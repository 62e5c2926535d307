use std::collections::BTreeMap;

use chrono::{DateTime, Utc};
use serde::{Deserialize, Serialize};

#[derive(Clone, Copy, Debug, PartialEq, Eq, PartialOrd, Ord, Hash, Serialize, Deserialize)]
#[serde(rename_all = "snake_case")]
pub enum SlotName {
    Group,
    DateTime,
    ClientName,
    ClientPhone,
    ScheduleId,
}

impl SlotName {
    pub fn as_str(&self) -> &'static str {
        match self {
            Self::Group => "group",
            Self::DateTime => "datetime",
            Self::ClientName => "client_name",
            Self::ClientPhone => "client_phone",
            Self::ScheduleId => "schedule_id",
        }
    }

    /// Human-readable label used when asking the user for a missing slot.
    pub fn prompt_label(&self) -> &'static str {
        match self {
            Self::Group => "class or style",
            Self::DateTime => "date and time",
            Self::ClientName => "your name",
            Self::ClientPhone => "your phone number",
            Self::ScheduleId => "the exact class",
        }
    }

    /// Slots that gate the transition into confirm-booking.
    pub const REQUIRED_FOR_BOOKING: [SlotName; 4] =
        [SlotName::Group, SlotName::DateTime, SlotName::ClientName, SlotName::ClientPhone];
}

#[derive(Clone, Copy, Debug, PartialEq, Eq, PartialOrd, Ord, Serialize, Deserialize)]
#[serde(rename_all = "snake_case")]
pub enum SlotConfidence {
    Low,
    Medium,
    High,
}

#[derive(Clone, Copy, Debug, PartialEq, Eq, Serialize, Deserialize)]
#[serde(rename_all = "snake_case")]
pub enum SlotSource {
    ModelExtracted,
    UserCorrected,
    AutoFilled,
}

#[derive(Clone, Debug, PartialEq, Eq, Serialize, Deserialize)]
#[serde(rename_all = "snake_case", tag = "kind")]
pub enum SlotValue {
    Text { text: String },
    Phone { normalized: String },
    DateTime { raw: String, resolved: DateTime<Utc> },
}

impl SlotValue {
    pub fn display(&self) -> String {
        match self {
            Self::Text { text } => text.clone(),
            Self::Phone { normalized } => normalized.clone(),
            Self::DateTime { resolved, .. } => resolved.format("%d.%m.%Y %H:%M").to_string(),
        }
    }
}

#[derive(Clone, Debug, PartialEq, Eq, Serialize, Deserialize)]
pub struct Slot {
    pub value: SlotValue,
    pub confidence: SlotConfidence,
    pub source: SlotSource,
    pub confirmed: bool,
}

impl Slot {
    pub fn extracted(value: SlotValue, confidence: SlotConfidence) -> Self {
        Self { value, confidence, source: SlotSource::ModelExtracted, confirmed: false }
    }

    pub fn corrected(value: SlotValue) -> Self {
        Self {
            value,
            confidence: SlotConfidence::High,
            source: SlotSource::UserCorrected,
            confirmed: true,
        }
    }

    pub fn auto_filled(value: SlotValue) -> Self {
        Self {
            value,
            confidence: SlotConfidence::High,
            source: SlotSource::AutoFilled,
            confirmed: false,
        }
    }
}

/// The session's slot map. A session is the sole owner of its slot map;
/// mutation goes through the slot manager's merge policy.
#[derive(Clone, Debug, Default, PartialEq, Eq, Serialize, Deserialize)]
#[serde(transparent)]
pub struct SlotMap {
    slots: BTreeMap<SlotName, Slot>,
}

impl SlotMap {
    pub fn get(&self, name: SlotName) -> Option<&Slot> {
        self.slots.get(&name)
    }

    pub fn insert(&mut self, name: SlotName, slot: Slot) {
        self.slots.insert(name, slot);
    }

    pub fn remove(&mut self, name: SlotName) -> Option<Slot> {
        self.slots.remove(&name)
    }

    pub fn is_empty(&self) -> bool {
        self.slots.is_empty()
    }

    pub fn contains(&self, name: SlotName) -> bool {
        self.slots.contains_key(&name)
    }

    pub fn iter(&self) -> impl Iterator<Item = (&SlotName, &Slot)> {
        self.slots.iter()
    }

    pub fn clear(&mut self) {
        self.slots.clear();
    }

    pub fn text(&self, name: SlotName) -> Option<&str> {
        match self.slots.get(&name).map(|slot| &slot.value) {
            Some(SlotValue::Text { text }) => Some(text.as_str()),
            _ => None,
        }
    }

    pub fn phone(&self) -> Option<&str> {
        match self.slots.get(&SlotName::ClientPhone).map(|slot| &slot.value) {
            Some(SlotValue::Phone { normalized }) => Some(normalized.as_str()),
            _ => None,
        }
    }

    pub fn datetime(&self) -> Option<DateTime<Utc>> {
        match self.slots.get(&SlotName::DateTime).map(|slot| &slot.value) {
            Some(SlotValue::DateTime { resolved, .. }) => Some(*resolved),
            _ => None,
        }
    }
}

/// A patch of extracted or corrected slot values, produced by intent
/// resolution and applied by the slot manager.
#[derive(Clone, Debug, Default, PartialEq, Eq, Serialize, Deserialize)]
pub struct SlotPatch {
    pub entries: Vec<SlotPatchEntry>,
}

#[derive(Clone, Debug, PartialEq, Eq, Serialize, Deserialize)]
pub struct SlotPatchEntry {
    pub name: SlotName,
    pub raw_value: String,
    pub confidence: SlotConfidence,
    pub correction: bool,
}

impl SlotPatch {
    pub fn is_empty(&self) -> bool {
        self.entries.is_empty()
    }

    pub fn push(&mut self, name: SlotName, raw_value: impl Into<String>) {
        self.entries.push(SlotPatchEntry {
            name,
            raw_value: raw_value.into(),
            confidence: SlotConfidence::Medium,
            correction: false,
        });
    }
}

#[cfg(test)]
mod tests {
    use chrono::{TimeZone, Utc};

    use super::{Slot, SlotConfidence, SlotMap, SlotName, SlotValue};

    #[test]
    fn typed_accessors_return_only_matching_kinds() {
        let mut map = SlotMap::default();
        map.insert(
            SlotName::Group,
            Slot::extracted(SlotValue::Text { text: "salsa".into() }, SlotConfidence::High),
        );
        map.insert(
            SlotName::ClientPhone,
            Slot::corrected(SlotValue::Phone { normalized: "+79990001122".into() }),
        );
        let when = Utc.with_ymd_and_hms(2026, 9, 1, 9, 0, 0).unwrap();
        map.insert(
            SlotName::DateTime,
            Slot::extracted(
                SlotValue::DateTime { raw: "tomorrow 19:00".into(), resolved: when },
                SlotConfidence::Medium,
            ),
        );

        assert_eq!(map.text(SlotName::Group), Some("salsa"));
        assert_eq!(map.phone(), Some("+79990001122"));
        assert_eq!(map.datetime(), Some(when));
        assert_eq!(map.text(SlotName::ClientPhone), None);
    }

    #[test]
    fn corrected_slot_is_confirmed_high_confidence() {
        let slot = Slot::corrected(SlotValue::Text { text: "hip-hop".into() });
        assert!(slot.confirmed);
        assert_eq!(slot.confidence, SlotConfidence::High);
    }
}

·····

### [Problem requirements]
Copy each entry exactly, with nothing added or dropped.

### [Answer area]
repository 62e5c2926535d307
use std::collections::BTreeMap;

use chrono::{DateTime, Utc};
use serde::{Deserialize, Serialize};

#[derive(Clone, Copy, Debug, PartialEq, Eq, PartialOrd, Ord, Hash, Serialize, Deserialize)]
#[serde(rename_all = "snake_case")]
pub enum SlotName {
    Group,
    DateTime,
    ClientName,
    ClientPhone,
    ScheduleId,
}

impl SlotName {
    pub fn as_str(&self) -> &'static str {
        match self {
            Self::Group => "group",
            Self::DateTime => "datetime",
            Self::ClientName => "client_name",
            Self::ClientPhone => "client_phone",
            Self::ScheduleId => "schedule_id",
        }
    }

    /// Human-readable label used when asking the user for a missing slot.
    pub fn prompt_label(&self) -> &'static str {
        match self {
            Self::Group => "class or style",
            Self::DateTime => "date and time",
            Self::ClientName => "your name",
            Self::ClientPhone => "your phone number",
            Self::ScheduleId => "the exact class",
        }
    }

    /// Slots that gate the transition into confirm-booking.
    pub const REQUIRED_FOR_BOOKING: [SlotName; 4] =
        [SlotName::Group, SlotName::DateTime, SlotName::ClientName, SlotName::ClientPhone];
}

#[derive(Clone, Copy, Debug, PartialEq, Eq, PartialOrd, Ord, Serialize, Deserialize)]
#[serde(rename_all = "snake_case")]
pub enum SlotConfidence {
    Low,
    Medium,
    High,
}

#[derive(Clone, Copy, Debug, PartialEq, Eq, Serialize, Deserialize)]
#[serde(rename_all = "snake_case")]
pub enum SlotSource {
    ModelExtracted,
    UserCorrected,
    AutoFilled,
}

#[derive(Clone, Debug, PartialEq, Eq, Serialize, Deserialize)]
#[serde(rename_all = "snake_case", tag = "kind")]
pub enum SlotValue {
    Text { text: String },
    Phone { normalized: String },
    DateTime { raw: String, resolved: DateTime<Utc> },
}

impl SlotValue {
    pub fn display(&self) -> String {
        match self {
            Self::Text { text } => text.clone(),
            Self::Phone { normalized } => normalized.clone(),
            Self::DateTime { resolved, .. } => resolved.format("%d.%m.%Y %H:%M").to_string(),
        }
    }
}

#[derive(Clone, Debug, PartialEq, Eq, Serialize, Deserialize)]
pub struct Slot {
    pub value: SlotValue,
    pub confidence: SlotConfidence,
    pub source: SlotSource,
    pub confirmed: bool,
}

impl Slot {
    pub fn extracted(value: SlotValue, confidence: SlotConfidence) -> Self {
        Self { value, confidence, source: SlotSource::ModelExtracted, confirmed: false }
    }

    pub fn corrected(value: SlotValue) -> Self {
        Self {
            value,
            confidence: SlotConfidence::High,
            source: SlotSource::UserCorrected,
            confirmed: true,
        }
    }

    pub fn auto_filled(value: SlotValue) -> Self {
        Self {
            value,
            confidence: SlotConfidence::High,
            source: SlotSource::AutoFilled,
            confirmed: false,
        }
    }
}

/// The session's slot map. A session is the sole owner of its slot map;
/// mutation goes through the slot manager's merge policy.
#[derive(Clone, Debug, Default, PartialEq, Eq, Serialize, Deserialize)]
#[serde(transparent)]
pub struct SlotMap {
    slots: BTreeMap<SlotName, Slot>,
}

impl SlotMap {
    pub fn get(&self, name: SlotName) -> Option<&Slot> {
        self.slots.get(&name)
    }

    pub fn insert(&mut self, name: SlotName, slot: Slot) {
        self.slots.insert(name, slot);
    }

    pub fn remove(&mut self, name: SlotName) -> Option<Slot> {
        self.slots.remove(&name)
    }

    pub fn is_empty(&self) -> bool {
        self.slots.is_empty()
    }

    pub fn contains(&self, name: SlotName) -> bool {
        self.slots.contains_key(&name)
    }

    pub fn iter(&self) -> impl Iterator<Item = (&SlotName, &Slot)> {
        self.slots.iter()
    }

    pub fn clear(&mut self) {
        self.slots.clear();
    }

    pub fn text(&self, name: SlotName) -> Option<&str> {
        match self.slots.get(&name).map(|slot| &slot.value) {
            Some(SlotValue::Text { text }) => Some(text.as_str()),
            _ => None,
        }
    }

    pub fn phone(&self) -> Option<&str> {
        match self.slots.get(&SlotName::ClientPhone).map(|slot| &slot.value) {
            Some(SlotValue::Phone { normalized }) => Some(normalized.as_str()),
            _ => None,
        }
    }

    pub fn datetime(&self) -> Option<DateTime<Utc>> {
        match self.slots.get(&SlotName::DateTime).map(|slot| &slot.value) {
            Some(SlotValue::DateTime { resolved, .. }) => Some(*resolved),
            _ => None,
        }
    }
}

/// A patch of extracted or corrected slot values, produced by intent
/// resolution and applied by the slot manager.
#[derive(Clone, Debug, Default, PartialEq, Eq, Serialize, Deserialize)]
pub struct SlotPatch {
    pub entries: Vec<SlotPatchEntry>,
}

#[derive(Clone, Debug, PartialEq, Eq, Serialize, Deserialize)]
pub struct SlotPatchEntry {
    pub name: SlotName,
    pub raw_value: String,
    pub confidence: SlotConfidence,
    pub correction: bool,
}

impl SlotPatch {
    pub fn is_empty(&self) -> bool {
        self.entries.is_empty()
    }

    pub fn push(&mut self, name: SlotName, raw_value: impl Into<String>) {
        self.entries.push(SlotPatchEntry {
            name,
            raw_value: raw_value.into(),
            confidence: SlotConfidence::Medium,
            correction: false,
        });
    }
}

#[cfg(test)]
mod tests {
    use chrono::{TimeZone, Utc};

    use super::{Slot, SlotConfidence, SlotMap, SlotName, SlotValue};

    #[test]
    fn typed_accessors_return_only_matching_kinds() {
        let mut map = SlotMap::default();
        map.insert(
            SlotName::Group,
            Slot::extracted(SlotValue::Text { text: "salsa".into() }, SlotConfidence::High),
        );
        map.insert(
            SlotName::ClientPhone,
            Slot::corrected(SlotValue::Phone { normalized: "+79990001122".into() }),
        );
        let when = Utc.with_ymd_and_hms(2026, 9, 1, 9, 0, 0).unwrap();
        map.insert(
            SlotName::DateTime,
            Slot::extracted(
                SlotValue::DateTime { raw: "tomorrow 19:00".into(), resolved: when },
                SlotConfidence::Medium,
            ),
        );

        assert_eq!(map.text(SlotName::Group), Some("salsa"));
        assert_eq!(map.phone(), Some("+79990001122"));
        assert_eq!(map.datetime(), Some(when));
        assert_eq!(map.text(SlotName::ClientPhone), None);
    }

    #[test]
    fn corrected_slot_is_confirmed_high_confidence() {
        let slot = Slot::corrected(SlotValue::Text { text: "hip-hop".into() });
        assert!(slot.confirmed);
        assert_eq!(slot.confidence, SlotConfidence::High);
    }
}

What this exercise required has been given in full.